Robust and Computation-Aware Gaussian Processes
Marshal Arijona Sinaga, Julien Martinelli, Samuel Kaski
TL;DR
Gaussian Processes often struggle with scalability and robustness in large, outlier-contaminated data. The authors propose Robust Computation-Aware Gaussian Processes ($RCaGP$), which unifies robust-conjugate GP inference with computation-aware approximations, yielding conservative uncertainty and improved reliability. Theoretical results show robustness to outliers through a bounded posterior influence function and worst-case error guarantees, while an end-to-end optimization via $EULBO$ enables joint model and acquisition design. Empirically, $RCaGP$ outperforms baselines across regression and high-throughput BO tasks, and an expert-guided robust mean prior further enhances performance, signaling a practical impact for reliable large-scale probabilistic inference and optimization.
Abstract
Gaussian processes (GPs) are widely used for regression and optimization tasks such as Bayesian optimization (BO) due to their expressiveness and principled uncertainty estimates. However, in settings with large datasets corrupted by outliers, standard GPs and their sparse approximations struggle with computational tractability and robustness.
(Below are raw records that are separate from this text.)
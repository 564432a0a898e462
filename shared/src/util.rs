/// Current UTC timestamp in milliseconds
pub fn now_millis() -> i64 {
    chrono::Utc::now().timestamp_millis()
}

/// Generate a Snowflake-style i64 for use as resource ID.
///
/// Layout (53 bits, fits in JavaScript's Number.MAX_SAFE_INTEGER):
///   - 41 bits: milliseconds since 2024-01-01 UTC (~69 years)
///   - 12 bits: random (4096 values per ms)
pub fn snowflake_id() -> i64 {
    use rand::Rng;
    // Custom epoch: 2024-01-01 00:00:00 UTC
    const EPOCH_MS: i64 = 1_704_067_200_000;
    let now = now_millis();
    let ts = (now - EPOCH_MS) & 0x1FF_FFFF_FFFF; // 41 bits
    let rand_bits: i64 = rand::thread_rng().gen_range(0..0x1000); // 12 bits
    (ts << 12) | rand_bits
}

/// Business date (`YYYY-MM-DD`, UTC) for an epoch-millis timestamp
pub fn business_date(millis: i64) -> String {
    chrono::DateTime::from_timestamp_millis(millis)
        .unwrap_or_default()
        .format("%Y-%m-%d")
        .to_string()
}

#[cfg(test)]
mod tests {
    use super::*;

    #[test]
    fn snowflake_ids_are_positive_and_js_safe() {
        let id = snowflake_id();
        assert!(id > 0);
        assert!(id < (1_i64 << 53));
    }

    #[test]
    fn business_date_formats_utc_day() {
        // 2025-03-01 23:59:59.999 UTC
        assert_eq!(business_date(1_740_873_599_999), "2025-03-01");
        assert_eq!(business_date(1_740_873_600_000), "2025-03-02");
    }
}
We introduce Robust Computation-aware Gaussian Process (RCaGP), a novel GP model that jointly addresses these challenges by combining a principled treatment of approximation-induced uncertainty with robust generalized Bayesian updating. The key insight is that robustness and approximation-awareness are not orthogonal but intertwined: approximations can exacerbate the impact of outliers, and mitigating one without the other is insufficient. Unlike previous work that focuses narrowly on either robustness or approximation quality, RCaGP combines both in a principled and scalable framework, thus effectively managing both outliers and computational uncertainties introduced by approximations such as low-rank matrix multiplications. Our model ensures more conservative and reliable uncertainty estimates, a property we rigorously demonstrate. Additionally, we establish a robustness property and show that the mean function is key to preserving it, motivating a tailored model selection scheme for robust mean functions. Empirical results confirm that solving these challenges jointly leads to superior performance across both clean and outlier-contaminated settings, both on regression and high-throughput Bayesian optimization benchmarks.